Late last week, Under Armour proposed a Class C stock option, in addition to its Class A and B stocks, which won’t be in effect until after a board meeting in August.
“These non-voting shares will give us a new form of currency for corporate uses, including equity-based employee compensation and stock-based acquisitions,” Plank wrote in a letter to shareholders.
“The change will also allow me the flexibility of selling these non-voting shares of Under Armour over time while maintaining our founder-led approach. One thing to keep in mind is that immediately after the Class C dividend, all stockholders, including me, will retain the same voting interests they hold prior to the dividend. The dividend is designed to maintain our governance structure over the long-term, not result in any immediate changes to any stockholder’s voting power.”

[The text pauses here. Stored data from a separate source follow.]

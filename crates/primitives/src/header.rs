use crate::{
    constants::EMPTY_OMMER_ROOT_HASH, keccak256, Address, BlockHash, BlockNumber, Bloom, Bytes,
    B256, B64, EMPTY_ROOT_HASH, U256,
};
use alloy_rlp::{Decodable, Encodable, RlpDecodable, RlpEncodable};
use std::ops::Deref;

/// The fixed-width metadata of a block.
///
/// The header identity is the keccak256 hash of its canonical RLP encoding.
#[derive(Debug, Clone, PartialEq, Eq, RlpEncodable, RlpDecodable)]
pub struct Header {
    /// Hash of the parent block's header.
    pub parent_hash: B256,
    /// keccak256 of the RLP encoded ommers list.
    pub ommers_hash: B256,
    /// Address collecting the block reward and fees.
    pub beneficiary: Address,
    /// Root of the account trie after applying this block.
    pub state_root: B256,
    /// Root of the trie built from the block's ordered transactions.
    pub transactions_root: B256,
    /// Root of the trie built from the block's ordered receipts.
    pub receipts_root: B256,
    /// Union of the bloom filters of all receipts in the block.
    pub logs_bloom: Bloom,
    /// Proof-of-work difficulty of this block.
    pub difficulty: U256,
    /// Number of ancestor blocks, genesis being zero.
    pub number: BlockNumber,
    /// Gas ceiling declared by the miner.
    pub gas_limit: u64,
    /// Total gas consumed by the block's transactions.
    pub gas_used: u64,
    /// Unix timestamp at which the block was sealed.
    pub timestamp: u64,
    /// Arbitrary miner-supplied bytes, at most 32 post-genesis.
    pub extra_data: Bytes,
    /// Seal mix digest, paired with `nonce`.
    pub mix_hash: B256,
    /// 8-byte seal nonce.
    pub nonce: B64,
}

impl Default for Header {
    fn default() -> Self {
        Self {
            parent_hash: B256::ZERO,
            ommers_hash: EMPTY_OMMER_ROOT_HASH,
            beneficiary: Address::ZERO,
            state_root: EMPTY_ROOT_HASH,
            transactions_root: EMPTY_ROOT_HASH,
            receipts_root: EMPTY_ROOT_HASH,
            logs_bloom: Bloom::ZERO,
            difficulty: U256::ZERO,
            number: 0,
            gas_limit: 0,
            gas_used: 0,
            timestamp: 0,
            extra_data: Bytes::new(),
            mix_hash: B256::ZERO,
            nonce: B64::ZERO,
        }
    }
}

impl Header {
    /// Heavy function that re-hashes the header each call.
    ///
    /// Prefer [`SealedHeader`] if the hash is needed more than once.
    pub fn hash_slow(&self) -> B256 {
        let mut out = Vec::<u8>::new();
        self.encode(&mut out);
        keccak256(&out)
    }

    /// Seal the header with its computed hash.
    pub fn seal_slow(self) -> SealedHeader {
        let hash = self.hash_slow();
        SealedHeader { header: self, hash }
    }

    /// Seal the header with a known hash.
    ///
    /// WARNING: the hash is not verified against the header.
    pub fn seal(self, hash: B256) -> SealedHeader {
        SealedHeader { header: self, hash }
    }

    /// Returns whether the block carries neither transactions nor ommers,
    /// judged from the header roots alone.
    pub fn is_empty(&self) -> bool {
        self.transactions_root == EMPTY_ROOT_HASH && self.ommers_hash == EMPTY_OMMER_ROOT_HASH
    }

    /// The hash the seal search runs over: the header without its
    /// `(mix_hash, nonce)` pair.
    pub fn seal_hash(&self) -> B256 {
        #[derive(RlpEncodable)]
        struct SansSeal<'a> {
            parent_hash: &'a B256,
            ommers_hash: &'a B256,
            beneficiary: &'a Address,
            state_root: &'a B256,
            transactions_root: &'a B256,
            receipts_root: &'a B256,
            logs_bloom: &'a Bloom,
            difficulty: &'a U256,
            number: BlockNumber,
            gas_limit: u64,
            gas_used: u64,
            timestamp: u64,
            extra_data: &'a Bytes,
        }

        let sans_seal = SansSeal {
            parent_hash: &self.parent_hash,
            ommers_hash: &self.ommers_hash,
            beneficiary: &self.beneficiary,
            state_root: &self.state_root,
            transactions_root: &self.transactions_root,
            receipts_root: &self.receipts_root,
            logs_bloom: &self.logs_bloom,
            difficulty: &self.difficulty,
            number: self.number,
            gas_limit: self.gas_limit,
            gas_used: self.gas_used,
            timestamp: self.timestamp,
            extra_data: &self.extra_data,
        };
        let mut out = Vec::<u8>::new();
        sans_seal.encode(&mut out);
        keccak256(&out)
    }
}

/// A [`Header`] paired with its memoized hash.
#[derive(Debug, Clone, PartialEq, Eq)]
pub struct SealedHeader {
    /// The wrapped header.
    header: Header,
    /// The memoized keccak256 of the header.
    hash: BlockHash,
}

impl SealedHeader {
    /// Creates a sealed header from a header and its hash.
    pub const fn new(header: Header, hash: BlockHash) -> Self {
        Self { header, hash }
    }

    /// The memoized header hash.
    pub const fn hash(&self) -> BlockHash {
        self.hash
    }

    /// Returns a reference to the wrapped header.
    pub const fn header(&self) -> &Header {
        &self.header
    }

    /// Unseal, dropping the memoized hash.
    pub fn unseal(self) -> Header {
        self.header
    }

    /// Splits into header and hash.
    pub fn split(self) -> (Header, BlockHash) {
        (self.header, self.hash)
    }

    /// The block's number and hash as a [`crate::BlockNumHash`].
    pub const fn num_hash(&self) -> crate::BlockNumHash {
        crate::BlockNumHash { number: self.header.number, hash: self.hash }
    }
}

impl Default for SealedHeader {
    fn default() -> Self {
        Header::default().seal_slow()
    }
}

impl Deref for SealedHeader {
    type Target = Header;

    fn deref(&self) -> &Self::Target {
        &self.header
    }
}

impl Encodable for SealedHeader {
    fn encode(&self, out: &mut dyn alloy_rlp::BufMut) {
        self.header.encode(out)
    }

    fn length(&self) -> usize {
        self.header.length()
    }
}

impl Decodable for SealedHeader {
    fn decode(buf: &mut &[u8]) -> alloy_rlp::Result<Self> {
        let started = *buf;
        let header = Header::decode(buf)?;
        let consumed = started.len() - buf.len();
        let hash = keccak256(&started[..consumed]);
        Ok(Self { header, hash })
    }
}

/// Direction in which a headers request walks the chain.
#[derive(Debug, Copy, Clone, PartialEq, Eq, Default)]
pub enum HeadersDirection {
    /// Ascending block numbers.
    #[default]
    Rising,
    /// Descending block numbers.
    Falling,
}

impl HeadersDirection {
    /// Whether block numbers are falling.
    pub const fn is_falling(&self) -> bool {
        matches!(self, Self::Falling)
    }

    /// Whether block numbers are rising.
    pub const fn is_rising(&self) -> bool {
        matches!(self, Self::Rising)
    }
}

// The wire encodes the direction as the `reverse` boolean of a headers
// request.
impl Encodable for HeadersDirection {
    fn encode(&self, out: &mut dyn alloy_rlp::BufMut) {
        self.is_falling().encode(out)
    }

    fn length(&self) -> usize {
        self.is_falling().length()
    }
}

impl Decodable for HeadersDirection {
    fn decode(buf: &mut &[u8]) -> alloy_rlp::Result<Self> {
        let falling: bool = Decodable::decode(buf)?;
        Ok(if falling { Self::Falling } else { Self::Rising })
    }
}

/// Describes the current head block.
///
/// Carries the data needed for `Status` handshakes and fork-ID checks.
#[derive(Debug, Default, Clone, Copy, PartialEq, Eq)]
pub struct Head {
    /// The number of the head block.
    pub number: BlockNumber,
    /// The hash of the head block.
    pub hash: B256,
    /// The difficulty of the head block.
    pub difficulty: U256,
    /// The total difficulty at the head block.
    pub total_difficulty: U256,
    /// The timestamp of the head block.
    pub timestamp: u64,
}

The news made headlines after documents detailed Plank’s noncompete agreement — disallowing the Under Armour founder and CEO from leaving his post in lieu of leverage to work for the competition.
Since 2012, Under Armour has split its stock twice.
Both occurrences created additional stock dividends for both Class A and B stocks.
While a 2-for-1 stock option is rare, Google and Comcast have utilized this method to limit advertiser control. By adopting a Class C stock, Under Armour’s Kevin Plank will continue to oversee the company’s direction.
When Google instituted a Class C stock, however, prices dipped between three and six percent after investing in a non-voting stock.
If Under Armour doesn’t capitalize in a third stock, Plank’s ownership in Under Armour would fall below a needed 15 percent to obtain ownership. But since his newfound passions in real estate – and converting a hotel in Fells Point under his real estate firm – his grip on his first child, Under Armour, might slip and change hands.